Stored data:
*****

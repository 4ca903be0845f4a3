//! Session-related types.
//!
//! Types stored in the session for authentication state. Sessions live
//! server-side; the cookie only carries the session ID.

use chrono::{DateTime, Duration, Utc};
use serde::{Deserialize, Serialize};

use gainsy_core::UserId;

use crate::backend::AuthSession;

/// Refresh the access token when it expires within this many seconds.
pub const REFRESH_MARGIN_SECS: i64 = 60;

/// Session-stored seller identity and auth tokens.
#[derive(Clone, Serialize, Deserialize, PartialEq, Eq)]
pub struct CurrentUser {
    pub id: UserId,
    pub email: String,
    pub full_name: Option<String>,
    pub access_token: String,
    pub refresh_token: String,
    pub expires_at: DateTime<Utc>,
}

impl CurrentUser {
    /// Name to greet the seller with.
    #[must_use]
    pub fn display_name(&self) -> &str {
        self.full_name
            .as_deref()
            .filter(|n| !n.trim().is_empty())
            .unwrap_or(&self.email)
    }

    /// Whether the access token expires within the refresh margin.
    #[must_use]
    pub fn needs_refresh(&self, now: DateTime<Utc>) -> bool {
        self.expires_at - now <= Duration::seconds(REFRESH_MARGIN_SECS)
    }

    /// Replace tokens from a refreshed session, keeping a locally edited
    /// name when the auth service returns none.
    pub fn apply_refresh(&mut self, session: AuthSession) {
        if let Some(name) = session.user.full_name() {
            self.full_name = Some(name.to_string());
        }
        self.email = session.user.email;
        self.access_token = session.access_token;
        self.refresh_token = session.refresh_token;
        self.expires_at = session.expires_at;
    }
}

impl From<AuthSession> for CurrentUser {
    fn from(session: AuthSession) -> Self {
        let full_name = session.user.full_name().map(ToString::to_string);
        Self {
            id: session.user.id,
            email: session.user.email,
            full_name,
            access_token: session.access_token,
            refresh_token: session.refresh_token,
            expires_at: session.expires_at,
        }
    }
}

impl std::fmt::Debug for CurrentUser {
    fn fmt(&self, f: &mut std::fmt::Formatter<'_>) -> std::fmt::Result {
        f.debug_struct("CurrentUser")
            .field("id", &self.id)
            .field("email", &self.email)
            .field("full_name", &self.full_name)
            .field("access_token", &"[REDACTED]")
            .field("refresh_token", &"[REDACTED]")
            .field("expires_at", &self.expires_at)
            .finish()
    }
}

/// Session keys for authentication data.
pub mod keys {
    /// Key for storing the current signed-in seller.
    pub const CURRENT_USER: &str = "current_user";
}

*****

◆ **Task**:
Read through the entries and copy each line in which "Deserialize" appears.

◆ **Answer for the task**:
use serde::{Deserialize, Serialize};
#[derive(Clone, Serialize, Deserialize, PartialEq, Eq)]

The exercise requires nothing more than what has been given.